Records from a collection:
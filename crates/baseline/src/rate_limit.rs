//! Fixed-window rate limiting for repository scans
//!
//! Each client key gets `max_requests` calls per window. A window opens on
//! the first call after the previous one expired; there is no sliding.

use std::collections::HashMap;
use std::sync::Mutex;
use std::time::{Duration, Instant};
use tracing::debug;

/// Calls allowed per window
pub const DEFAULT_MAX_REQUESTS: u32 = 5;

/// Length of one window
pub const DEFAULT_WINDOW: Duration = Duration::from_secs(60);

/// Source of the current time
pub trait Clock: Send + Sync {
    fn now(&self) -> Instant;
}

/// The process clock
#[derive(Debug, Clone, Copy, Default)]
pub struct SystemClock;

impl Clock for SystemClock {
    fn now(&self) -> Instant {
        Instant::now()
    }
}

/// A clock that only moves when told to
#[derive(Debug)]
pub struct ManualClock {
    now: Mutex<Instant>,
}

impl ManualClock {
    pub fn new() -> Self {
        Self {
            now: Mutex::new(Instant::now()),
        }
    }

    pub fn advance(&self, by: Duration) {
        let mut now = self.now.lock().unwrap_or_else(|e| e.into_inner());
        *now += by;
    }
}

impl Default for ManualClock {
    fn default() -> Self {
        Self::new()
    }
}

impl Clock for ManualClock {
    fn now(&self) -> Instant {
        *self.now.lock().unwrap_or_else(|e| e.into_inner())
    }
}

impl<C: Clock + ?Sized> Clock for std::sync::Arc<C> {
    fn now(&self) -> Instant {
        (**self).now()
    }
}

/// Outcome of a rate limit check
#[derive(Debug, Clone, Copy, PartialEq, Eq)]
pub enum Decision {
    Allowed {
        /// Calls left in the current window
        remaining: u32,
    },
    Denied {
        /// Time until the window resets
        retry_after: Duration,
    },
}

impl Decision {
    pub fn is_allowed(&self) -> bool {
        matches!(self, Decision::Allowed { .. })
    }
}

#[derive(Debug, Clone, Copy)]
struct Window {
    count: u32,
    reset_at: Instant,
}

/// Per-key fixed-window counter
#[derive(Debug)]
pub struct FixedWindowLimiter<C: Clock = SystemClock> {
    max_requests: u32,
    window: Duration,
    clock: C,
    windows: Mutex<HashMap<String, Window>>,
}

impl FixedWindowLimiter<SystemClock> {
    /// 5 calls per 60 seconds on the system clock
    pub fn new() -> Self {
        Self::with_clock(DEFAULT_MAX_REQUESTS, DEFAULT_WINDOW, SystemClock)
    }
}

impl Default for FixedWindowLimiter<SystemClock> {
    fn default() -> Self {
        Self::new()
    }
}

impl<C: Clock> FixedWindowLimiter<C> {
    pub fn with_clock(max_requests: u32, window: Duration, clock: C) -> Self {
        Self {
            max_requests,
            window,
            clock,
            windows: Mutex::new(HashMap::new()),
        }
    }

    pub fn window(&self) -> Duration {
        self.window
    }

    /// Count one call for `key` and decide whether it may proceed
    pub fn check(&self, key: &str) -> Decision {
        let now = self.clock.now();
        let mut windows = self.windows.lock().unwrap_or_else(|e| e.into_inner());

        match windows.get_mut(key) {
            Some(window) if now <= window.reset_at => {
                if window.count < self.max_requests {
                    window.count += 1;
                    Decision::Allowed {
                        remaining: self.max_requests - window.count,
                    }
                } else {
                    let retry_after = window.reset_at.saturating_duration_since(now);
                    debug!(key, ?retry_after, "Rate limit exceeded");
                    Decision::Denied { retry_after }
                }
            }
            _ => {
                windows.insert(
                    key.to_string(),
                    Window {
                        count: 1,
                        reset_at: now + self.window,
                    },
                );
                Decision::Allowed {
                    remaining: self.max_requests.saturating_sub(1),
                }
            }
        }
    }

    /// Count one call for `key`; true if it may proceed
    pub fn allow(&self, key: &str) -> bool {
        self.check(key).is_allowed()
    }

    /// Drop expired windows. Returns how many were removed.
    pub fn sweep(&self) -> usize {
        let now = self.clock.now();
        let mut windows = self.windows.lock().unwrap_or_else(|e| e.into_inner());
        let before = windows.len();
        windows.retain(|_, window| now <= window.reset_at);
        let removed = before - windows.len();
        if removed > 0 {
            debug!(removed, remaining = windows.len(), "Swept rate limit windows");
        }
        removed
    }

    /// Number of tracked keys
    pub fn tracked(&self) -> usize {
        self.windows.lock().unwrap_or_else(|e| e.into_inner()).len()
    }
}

**The task**
In the data above, how many lines include the word "check"? Answer with the number only.

**Exercise answer**
3